## Task goal
Find the line in the entries below that contains "and the survivors". Repeat it exactly, and every line after it through the line that contains "let mut mask".

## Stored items
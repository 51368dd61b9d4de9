//! Dropout Layer
//!
//! Inverted dropout: in [`Mode::Train`] each activation is zeroed with
//! probability `rate` and the survivors are scaled by `1 / (1 - rate)`, so the
//! expected output equals the input. In [`Mode::Eval`] the layer is the identity.

use super::Mode;
use crate::tensor::Tensor;
use rand::Rng;

#[derive(Clone, Copy, Debug)]
pub struct Dropout {
    pub rate: f32,
}

impl Dropout {
    /// # Panics
    ///
    /// Panics if `rate` is outside `[0, 1)`; configurations are validated
    /// before layers are built.
    pub fn new(rate: f32) -> Self {
        assert!(
            (0.0..1.0).contains(&rate),
            "Dropout rate must be in [0, 1)"
        );
        Self { rate }
    }

    pub fn forward<R: Rng + ?Sized>(
        &self,
        x: &Tensor,
        mode: Mode,
        rng: &mut R,
    ) -> (Tensor, DropoutCache) {
        if mode == Mode::Eval || self.rate == 0.0 {
            return (
                x.clone(),
                DropoutCache {
                    mask: None,
                    scale: 1.0,
                },
            );
        }

        let scale = 1.0 / (1.0 - self.rate);
        let mut mask = Vec::with_capacity(x.len());
        let mut output = Tensor::zeros(x.shape.clone());
        for (out, &v) in output.data.iter_mut().zip(&x.data) {
            let keep = rng.random::<f32>() >= self.rate;
            mask.push(keep);
            if keep {
                *out = v * scale;
            }
        }

        (
            output,
            DropoutCache {
                mask: Some(mask),
                scale,
            },
        )
    }

    pub fn backward(&self, grad_output: &Tensor, cache: &DropoutCache) -> Tensor {
        match &cache.mask {
            Some(mask) => {
                let data = grad_output
                    .data
                    .iter()
                    .zip(mask)
                    .map(|(&g, &keep)| if keep { g * cache.scale } else { 0.0 })
                    .collect();
                Tensor::new(data, grad_output.shape.clone())
            }
            None => grad_output.clone(),
        }
    }
}

pub struct DropoutCache {
    /// Kept positions; `None` when the layer acted as the identity
    pub mask: Option<Vec<bool>>,
    pub scale: f32,
}

#[cfg(test)]
mod tests {
    use super::*;
    use rand::rngs::StdRng;
    use rand::SeedableRng;

    #[test]
    fn test_eval_is_identity() {
        let dropout = Dropout::new(0.5);
        let mut rng = StdRng::seed_from_u64(0);
        let x = Tensor::new((0..12).map(|i| i as f32).collect(), vec![3, 4]);
        let (y, cache) = dropout.forward(&x, Mode::Eval, &mut rng);
        assert_eq!(y, x);
        assert!(cache.mask.is_none());
    }

    #[test]
    fn test_train_scales_survivors_and_masks_gradient() {
        let dropout = Dropout::new(0.25);
        let mut rng = StdRng::seed_from_u64(7);
        let x = Tensor::full(vec![50, 40], 1.0);
        let (y, cache) = dropout.forward(&x, Mode::Train, &mut rng);

        let scale = 1.0 / 0.75;
        for &v in &y.data {
            assert!(v == 0.0 || (v - scale).abs() < 1e-6);
        }
        let kept = y.data.iter().filter(|&&v| v != 0.0).count() as f32 / y.len() as f32;
        assert!((kept - 0.75).abs() < 0.05, "kept fraction {kept}");

        let grad = dropout.backward(&Tensor::full(vec![50, 40], 2.0), &cache);
        for (g, v) in grad.data.iter().zip(&y.data) {
            assert_eq!(*g == 0.0, *v == 0.0);
        }
    }

    #[test]
    fn test_zero_rate_never_samples() {
        let dropout = Dropout::new(0.0);
        let mut rng = StdRng::seed_from_u64(1);
        let x = Tensor::full(vec![2, 2], 3.0);
        let (y, cache) = dropout.forward(&x, Mode::Train, &mut rng);
        assert_eq!(y, x);
        assert!(cache.mask.is_none());
    }
}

## Task result
//! probability `rate` and the survivors are scaled by `1 / (1 - rate)`, so the
//! expected output equals the input. In [`Mode::Eval`] the layer is the identity.

use super::Mode;
use crate::tensor::Tensor;
use rand::Rng;

#[derive(Clone, Copy, Debug)]
pub struct Dropout {
    pub rate: f32,
}

impl Dropout {
    /// # Panics
    ///
    /// Panics if `rate` is outside `[0, 1)`; configurations are validated
    /// before layers are built.
    pub fn new(rate: f32) -> Self {
        assert!(
            (0.0..1.0).contains(&rate),
            "Dropout rate must be in [0, 1)"
        );
        Self { rate }
    }

    pub fn forward<R: Rng + ?Sized>(
        &self,
        x: &Tensor,
        mode: Mode,
        rng: &mut R,
    ) -> (Tensor, DropoutCache) {
        if mode == Mode::Eval || self.rate == 0.0 {
            return (
                x.clone(),
                DropoutCache {
                    mask: None,
                    scale: 1.0,
                },
            );
        }

        let scale = 1.0 / (1.0 - self.rate);
        let mut mask = Vec::with_capacity(x.len());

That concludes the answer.